▸ **WHAT IS EXPECTED**
Among the entries below, count the lines holding the string "bool". Respond with the number alone.

▸ **RECORD EXTRACTS**
++++++++++

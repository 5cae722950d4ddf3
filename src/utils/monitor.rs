#[cfg(feature = "cli")]
use std::sync::Mutex;
#[cfg(feature = "cli")]
use std::time::{Duration, Instant};
#[cfg(feature = "cli")]
use sysinfo::{Pid, RefreshKind, System};

/// Process usage at the end of a prediction phase.
#[cfg(feature = "cli")]
#[derive(Debug, Clone)]
pub struct PhaseStats {
    pub cpu_percent: f32,
    pub memory_mb: u64,
    pub peak_memory_mb: u64,
    pub elapsed: Duration,
}

/// Per-phase CPU and memory reporting for a prediction run. A disabled
/// monitor never touches `sysinfo`.
#[cfg(feature = "cli")]
pub struct SystemMonitor {
    system: Option<Mutex<System>>,
    pid: Option<Pid>,
    started: Instant,
    peak_memory_mb: Mutex<u64>,
}

#[cfg(feature = "cli")]
impl SystemMonitor {
    pub fn new(enabled: bool) -> Self {
        let (system, pid) = if enabled {
            let pid = match sysinfo::get_current_pid() {
                Ok(pid) => Some(pid),
                Err(e) => {
                    tracing::warn!("System monitor could not resolve current PID: {}", e);
                    None
                }
            };
            (
                Some(Mutex::new(System::new_with_specifics(RefreshKind::everything()))),
                pid,
            )
        } else {
            (None, None)
        };

        Self {
            system,
            pid,
            started: Instant::now(),
            peak_memory_mb: Mutex::new(0),
        }
    }

    pub fn phase_stats(&self) -> Option<PhaseStats> {
        let mut system = self.system.as_ref()?.lock().ok()?;
        system.refresh_all();

        let process = system.process(self.pid?)?;
        let memory_mb = process.memory() / 1024 / 1024;

        let mut peak = self.peak_memory_mb.lock().ok()?;
        *peak = (*peak).max(memory_mb);

        Some(PhaseStats {
            cpu_percent: process.cpu_usage(),
            memory_mb,
            peak_memory_mb: *peak,
            elapsed: self.started.elapsed(),
        })
    }

    pub fn log_stats(&self, phase: &str) {
        if let Some(stats) = self.phase_stats() {
            tracing::info!(
                "📊 {} - CPU: {:.1}%, Memory: {}MB, Peak: {}MB, Time: {:?}",
                phase,
                stats.cpu_percent,
                stats.memory_mb,
                stats.peak_memory_mb,
                stats.elapsed
            );
        }
    }

    pub fn log_final_stats(&self) {
        if let Some(stats) = self.phase_stats() {
            tracing::info!(
                "📊 Run finished in {:?}, peak memory {}MB",
                stats.elapsed,
                stats.peak_memory_mb
            );
        }
    }
}

// 非 CLI 建置不做監控
#[cfg(not(feature = "cli"))]
pub struct SystemMonitor;

#[cfg(not(feature = "cli"))]
impl SystemMonitor {
    pub fn new(_enabled: bool) -> Self {
        Self
    }

    pub fn log_stats(&self, _phase: &str) {}

    pub fn log_final_stats(&self) {}
}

++++++++++

▸ **RESULT OF THE TASK**
2